Problem description: Show all lines below holding the string "temporary".

Saved entries:
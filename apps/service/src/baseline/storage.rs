//! Baseline file persistence.
//!
//! The file is a JSON object mapping `mode|target|location|metric` to
//! `{"n", "mean", "m2"}`. Writes go to a sibling `.tmp` file that is synced
//! and then renamed over the real one, so a crash never leaves a
//! half-written file. Floats are parsed with `float_roundtrip`, so a reload
//! reproduces every bit.

use std::collections::BTreeMap;
use std::ffi::OsString;
use std::path::{Path, PathBuf};

use tokio::io::AsyncWriteExt;
use tracing::{debug, warn};

use super::types::{BaselineError, BaselineKey, BaselineRecord};

/// Default baseline file, relative to the working directory
pub const DEFAULT_BASELINE_FILE: &str = "monitor_stats.json";

fn temp_path(path: &Path) -> PathBuf {
    let mut name = OsString::from(path.as_os_str());
    name.push(".tmp");
    PathBuf::from(name)
}

/// Serialize a snapshot into the persisted format
pub fn to_json(snapshot: &BTreeMap<BaselineKey, BaselineRecord>) -> Result<String, BaselineError> {
    let encoded: BTreeMap<String, &BaselineRecord> =
        snapshot.iter().map(|(key, record)| (key.encode(), record)).collect();
    Ok(serde_json::to_string_pretty(&encoded)?)
}

/// Parse the persisted format, skipping entries that do not decode
pub fn from_json(raw: &str) -> Result<BTreeMap<BaselineKey, BaselineRecord>, serde_json::Error> {
    let encoded: BTreeMap<String, BaselineRecord> = serde_json::from_str(raw)?;

    let mut records = BTreeMap::new();
    for (raw_key, record) in encoded {
        match BaselineKey::decode(&raw_key) {
            Some(key) if record.is_valid() => {
                records.insert(key, record);
            }
            Some(_) => warn!(key = %raw_key, "Skipping baseline with invalid statistics"),
            None => warn!(key = %raw_key, "Skipping baseline with unparsable key"),
        }
    }
    Ok(records)
}

/// Write `bytes` to a fresh file and flush it to disk before returning
async fn write_synced(path: &Path, bytes: &[u8]) -> std::io::Result<()> {
    let mut file = tokio::fs::File::create(path).await?;
    file.write_all(bytes).await?;
    file.sync_all().await
}

async fn remove_stale(temp: &Path) {
    match tokio::fs::remove_file(temp).await {
        Ok(()) => {}
        Err(e) if e.kind() == std::io::ErrorKind::NotFound => {}
        Err(e) => warn!(path = %temp.display(), "Failed to remove temporary baseline file: {}", e),
    }
}

/// Write a snapshot atomically
pub async fn save(
    path: &Path,
    snapshot: &BTreeMap<BaselineKey, BaselineRecord>,
) -> Result<(), BaselineError> {
    let content = to_json(snapshot)?;
    let temp = temp_path(path);
    let write_err = |source| BaselineError::Persistence { path: path.to_path_buf(), source };

    if let Some(parent) = path.parent().filter(|p| !p.as_os_str().is_empty()) {
        tokio::fs::create_dir_all(parent).await.map_err(write_err)?;
    }

    if let Err(source) = write_synced(&temp, content.as_bytes()).await {
        remove_stale(&temp).await;
        return Err(write_err(source));
    }
    if let Err(source) = tokio::fs::rename(&temp, path).await {
        remove_stale(&temp).await;
        return Err(write_err(source));
    }

    debug!(path = %path.display(), baselines = snapshot.len(), "Saved baselines");
    Ok(())
}

/// Read a snapshot; a missing file is an empty snapshot
pub async fn load(path: &Path) -> Result<BTreeMap<BaselineKey, BaselineRecord>, BaselineError> {
    let raw = match tokio::fs::read_to_string(path).await {
        Ok(raw) => raw,
        Err(e) if e.kind() == std::io::ErrorKind::NotFound => return Ok(BTreeMap::new()),
        Err(source) => return Err(BaselineError::Read { path: path.to_path_buf(), source }),
    };

    from_json(&raw).map_err(|source| BaselineError::Parse { path: path.to_path_buf(), source })
}

#[cfg(test)]
mod tests {
    use super::*;
    use checkhost::CheckMode;
    use tempfile::tempdir;

    fn sample_snapshot() -> BTreeMap<BaselineKey, BaselineRecord> {
        let mut snapshot = BTreeMap::new();
        snapshot.insert(
            BaselineKey::new(CheckMode::Ping, "example.com", "Germany, Frankfurt", "rtt_avg"),
            BaselineRecord::new(42, 0.031_415_926_535_897_93, 0.000_123_456_789),
        );
        snapshot.insert(
            BaselineKey::new(CheckMode::Ping, "example.com", "Germany, Frankfurt", "loss"),
            BaselineRecord::new(42, 0.1 / 3.0, 0.9),
        );
        snapshot.insert(
            BaselineKey::new(CheckMode::Tcp, "example.com:443", "Japan, Tokyo", "time"),
            BaselineRecord::new(1, 0.2, 0.0),
        );
        snapshot
    }

    #[tokio::test]
    async fn test_save_then_load_reproduces_snapshot() {
        let dir = tempdir().unwrap();
        let path = dir.path().join("nested").join("stats.json");
        let snapshot = sample_snapshot();

        save(&path, &snapshot).await.unwrap();
        let loaded = load(&path).await.unwrap();

        assert_eq!(loaded, snapshot);
        assert!(!temp_path(&path).exists());
    }

    #[tokio::test]
    async fn test_load_then_save_is_byte_identical() {
        let dir = tempdir().unwrap();
        let path = dir.path().join("stats.json");

        save(&path, &sample_snapshot()).await.unwrap();
        let first = std::fs::read(&path).unwrap();

        let loaded = load(&path).await.unwrap();
        save(&path, &loaded).await.unwrap();
        let second = std::fs::read(&path).unwrap();

        assert_eq!(first, second);
    }

    #[tokio::test]
    async fn test_missing_file_is_empty() {
        let dir = tempdir().unwrap();
        let loaded = load(&dir.path().join("absent.json")).await.unwrap();
        assert!(loaded.is_empty());
    }

    #[tokio::test]
    async fn test_corrupt_file_is_an_error() {
        let dir = tempdir().unwrap();
        let path = dir.path().join("stats.json");
        std::fs::write(&path, "{ not json").unwrap();

        assert!(matches!(load(&path).await, Err(BaselineError::Parse { .. })));
    }

    #[test]
    fn unparsable_entries_are_skipped() {
        let raw = r#"{
            "ping|example.com|Germany, Frankfurt|loss": {"n": 3, "mean": 0.0, "m2": 0.0},
            "gopher|example.com|Germany, Frankfurt|loss": {"n": 3, "mean": 0.0, "m2": 0.0},
            "ping|example.com|Japan, Tokyo|rtt_avg": {"n": 3, "mean": 0.1, "m2": -1.0}
        }"#;

        let loaded = from_json(raw).unwrap();
        assert_eq!(loaded.len(), 1);
    }

    #[tokio::test]
    async fn test_unwritable_path_reports_persistence_error() {
        let dir = tempdir().unwrap();
        // A directory where the file should be
        let path = dir.path().join("stats.json");
        std::fs::create_dir_all(path.join("occupied")).unwrap();

        let err = save(&path, &sample_snapshot()).await.unwrap_err();
        assert!(matches!(err, BaselineError::Persistence { .. }));
        // The temporary file was written, then the rename failed
        assert!(!temp_path(&path).exists());
    }

    #[tokio::test]
    async fn test_welford_statistics_survive_reload_exactly() {
        let dir = tempdir().unwrap();
        let path = dir.path().join("stats.json");

        // Deterministic pseudo-random latencies between 1 ms and ~1 s
        let mut state: u64 = 0x2545_f491_4f6c_dd1d;
        let mut next = || {
            state ^= state << 13;
            state ^= state >> 7;
            state ^= state << 17;
            (state % 1_000_000) as f64 / 1_000_003.0 + 0.001
        };

        let mut snapshot = BTreeMap::new();
        for target in 0..40 {
            let mut record = BaselineRecord::default();
            for _ in 0..(1 + target * 7) {
                record.update(next());
            }
            let key = BaselineKey::new(
                CheckMode::Ping,
                format!("host-{target}.example.com"),
                "Germany, Frankfurt",
                "rtt_avg",
            );
            snapshot.insert(key, record);
        }

        save(&path, &snapshot).await.unwrap();
        let loaded = load(&path).await.unwrap();
        assert_eq!(loaded, snapshot);

        for (key, record) in &snapshot {
            let reloaded = loaded[key];
            assert_eq!(reloaded.mean.to_bits(), record.mean.to_bits(), "{key}");
            assert_eq!(reloaded.m2.to_bits(), record.m2.to_bits(), "{key}");
        }
    }
}
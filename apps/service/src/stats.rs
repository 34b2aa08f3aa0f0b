//! Flattened baseline view for the stats table.

use std::collections::BTreeMap;

use checkhost::CheckMode;
use serde::Serialize;

use crate::baseline::{BaselineKey, BaselineRecord};

/// Row cap used when the caller has no preference
pub const DEFAULT_MAX_ROWS: usize = 80;

#[derive(Debug, Clone, PartialEq, Serialize)]
pub struct StatsRow {
    pub mode: CheckMode,
    pub target: String,
    pub location: String,
    pub metric: String,
    pub n: u64,
    pub mean: f64,
    pub std: f64,
}

/// Rows of `snapshot` in key order, optionally filtered by mode and target
pub fn stats_rows(
    snapshot: &BTreeMap<BaselineKey, BaselineRecord>,
    mode: Option<CheckMode>,
    target: Option<&str>,
    max_rows: usize,
) -> Vec<StatsRow> {
    snapshot
        .iter()
        .filter(|(key, _)| mode.is_none_or(|mode| key.mode == mode))
        .filter(|(key, _)| target.is_none_or(|target| key.target == target))
        .take(max_rows)
        .map(|(key, record)| StatsRow {
            mode: key.mode,
            target: key.target.clone(),
            location: key.location.clone(),
            metric: key.metric.clone(),
            n: record.n,
            mean: record.mean,
            std: record.std_dev(),
        })
        .collect()
}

The answer:
        Err(e) => warn!(path = %temp.display(), "Failed to remove temporary baseline file: {}", e),
        // The temporary file was written, then the rename failed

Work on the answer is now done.